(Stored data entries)
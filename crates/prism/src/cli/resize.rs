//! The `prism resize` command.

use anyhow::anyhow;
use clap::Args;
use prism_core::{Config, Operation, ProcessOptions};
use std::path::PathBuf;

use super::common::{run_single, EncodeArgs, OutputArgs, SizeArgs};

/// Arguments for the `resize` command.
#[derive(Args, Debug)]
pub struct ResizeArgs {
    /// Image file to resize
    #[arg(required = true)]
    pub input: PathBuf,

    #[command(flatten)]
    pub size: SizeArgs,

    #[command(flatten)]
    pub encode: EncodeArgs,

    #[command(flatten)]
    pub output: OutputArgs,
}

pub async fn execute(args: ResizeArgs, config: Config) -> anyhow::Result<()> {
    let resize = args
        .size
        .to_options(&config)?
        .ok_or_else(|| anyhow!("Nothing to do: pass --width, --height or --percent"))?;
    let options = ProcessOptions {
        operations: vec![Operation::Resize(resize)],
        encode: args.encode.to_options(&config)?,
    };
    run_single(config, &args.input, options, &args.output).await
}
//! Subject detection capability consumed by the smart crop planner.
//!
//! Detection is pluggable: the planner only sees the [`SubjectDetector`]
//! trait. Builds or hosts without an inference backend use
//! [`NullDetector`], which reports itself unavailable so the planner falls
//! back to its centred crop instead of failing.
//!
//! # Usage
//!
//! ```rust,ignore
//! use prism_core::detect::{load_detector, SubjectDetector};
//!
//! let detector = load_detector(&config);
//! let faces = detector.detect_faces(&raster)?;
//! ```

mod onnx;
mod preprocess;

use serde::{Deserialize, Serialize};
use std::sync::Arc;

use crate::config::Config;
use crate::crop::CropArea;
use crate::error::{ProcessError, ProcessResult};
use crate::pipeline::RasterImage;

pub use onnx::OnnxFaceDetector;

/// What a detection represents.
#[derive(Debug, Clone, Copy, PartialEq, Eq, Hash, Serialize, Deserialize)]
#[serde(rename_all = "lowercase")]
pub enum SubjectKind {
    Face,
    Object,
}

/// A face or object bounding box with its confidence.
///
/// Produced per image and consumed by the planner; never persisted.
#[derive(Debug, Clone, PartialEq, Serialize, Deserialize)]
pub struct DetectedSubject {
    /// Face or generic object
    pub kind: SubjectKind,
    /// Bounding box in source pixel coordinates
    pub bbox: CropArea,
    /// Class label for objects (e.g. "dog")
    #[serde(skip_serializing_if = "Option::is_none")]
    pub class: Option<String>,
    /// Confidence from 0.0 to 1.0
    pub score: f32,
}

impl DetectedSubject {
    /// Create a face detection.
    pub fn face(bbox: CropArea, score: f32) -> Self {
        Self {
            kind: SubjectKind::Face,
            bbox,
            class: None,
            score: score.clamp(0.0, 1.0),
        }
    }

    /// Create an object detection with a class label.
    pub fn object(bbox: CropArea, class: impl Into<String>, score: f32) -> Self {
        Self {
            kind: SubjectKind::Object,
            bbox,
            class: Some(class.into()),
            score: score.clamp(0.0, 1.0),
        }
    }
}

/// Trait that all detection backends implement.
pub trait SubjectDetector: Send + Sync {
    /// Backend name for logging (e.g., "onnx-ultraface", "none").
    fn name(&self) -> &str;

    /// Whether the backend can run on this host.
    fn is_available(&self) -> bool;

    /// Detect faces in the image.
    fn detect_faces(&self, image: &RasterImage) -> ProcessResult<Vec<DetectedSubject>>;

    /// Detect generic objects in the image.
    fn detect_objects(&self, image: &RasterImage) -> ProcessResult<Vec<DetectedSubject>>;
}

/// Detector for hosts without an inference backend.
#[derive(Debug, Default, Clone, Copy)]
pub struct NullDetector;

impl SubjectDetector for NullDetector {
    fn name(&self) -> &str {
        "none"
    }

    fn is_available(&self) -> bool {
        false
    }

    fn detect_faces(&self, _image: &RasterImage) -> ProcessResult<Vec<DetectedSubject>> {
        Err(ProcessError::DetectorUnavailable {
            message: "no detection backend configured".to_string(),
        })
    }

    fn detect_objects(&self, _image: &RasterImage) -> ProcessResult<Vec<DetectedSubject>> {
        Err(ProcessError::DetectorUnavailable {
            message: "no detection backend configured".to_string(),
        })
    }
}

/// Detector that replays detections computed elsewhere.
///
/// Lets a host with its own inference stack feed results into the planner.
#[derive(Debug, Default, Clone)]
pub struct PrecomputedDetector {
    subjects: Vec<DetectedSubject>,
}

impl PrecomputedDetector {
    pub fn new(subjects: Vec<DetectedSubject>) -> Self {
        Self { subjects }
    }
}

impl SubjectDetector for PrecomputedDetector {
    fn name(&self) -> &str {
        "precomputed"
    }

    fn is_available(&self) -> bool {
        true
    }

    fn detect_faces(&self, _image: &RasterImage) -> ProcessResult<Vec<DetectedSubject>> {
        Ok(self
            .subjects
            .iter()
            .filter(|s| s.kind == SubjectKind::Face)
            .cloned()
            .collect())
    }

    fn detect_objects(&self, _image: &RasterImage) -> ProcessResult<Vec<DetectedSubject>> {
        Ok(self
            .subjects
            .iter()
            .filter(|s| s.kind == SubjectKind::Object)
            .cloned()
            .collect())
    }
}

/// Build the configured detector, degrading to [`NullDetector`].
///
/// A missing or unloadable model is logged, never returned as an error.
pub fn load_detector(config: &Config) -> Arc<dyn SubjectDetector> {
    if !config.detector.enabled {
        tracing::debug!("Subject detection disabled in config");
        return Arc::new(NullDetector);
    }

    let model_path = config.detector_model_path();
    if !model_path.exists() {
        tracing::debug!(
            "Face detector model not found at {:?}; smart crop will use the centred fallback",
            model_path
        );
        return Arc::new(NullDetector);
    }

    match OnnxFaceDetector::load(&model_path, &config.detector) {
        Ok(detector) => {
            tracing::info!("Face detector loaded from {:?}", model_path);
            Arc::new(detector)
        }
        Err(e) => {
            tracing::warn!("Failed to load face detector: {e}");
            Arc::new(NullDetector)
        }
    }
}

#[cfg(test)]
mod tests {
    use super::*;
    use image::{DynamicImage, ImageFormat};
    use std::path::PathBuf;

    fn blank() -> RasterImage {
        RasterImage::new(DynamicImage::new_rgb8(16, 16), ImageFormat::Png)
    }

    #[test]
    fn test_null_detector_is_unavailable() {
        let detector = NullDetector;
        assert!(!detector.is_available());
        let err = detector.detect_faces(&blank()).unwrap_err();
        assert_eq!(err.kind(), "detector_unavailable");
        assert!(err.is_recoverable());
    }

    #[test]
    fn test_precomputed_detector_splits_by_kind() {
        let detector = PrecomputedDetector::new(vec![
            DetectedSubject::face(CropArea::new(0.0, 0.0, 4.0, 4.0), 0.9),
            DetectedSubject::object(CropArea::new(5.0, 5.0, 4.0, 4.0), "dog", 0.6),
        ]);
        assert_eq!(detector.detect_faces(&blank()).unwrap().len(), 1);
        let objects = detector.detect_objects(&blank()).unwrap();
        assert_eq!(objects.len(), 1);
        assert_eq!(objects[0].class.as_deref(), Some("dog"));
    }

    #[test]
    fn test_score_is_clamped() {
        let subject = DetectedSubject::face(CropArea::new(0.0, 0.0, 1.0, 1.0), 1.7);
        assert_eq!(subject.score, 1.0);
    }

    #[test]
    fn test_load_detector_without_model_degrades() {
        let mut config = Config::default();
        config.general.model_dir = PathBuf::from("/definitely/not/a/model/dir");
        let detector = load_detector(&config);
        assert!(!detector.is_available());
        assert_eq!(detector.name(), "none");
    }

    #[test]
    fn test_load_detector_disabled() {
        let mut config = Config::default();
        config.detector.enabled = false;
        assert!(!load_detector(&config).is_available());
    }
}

■ Exercise instructions: Look through the records above for the word "PartialEq". Report how many lines contain it, as a bare number.

■ Solved problem: 2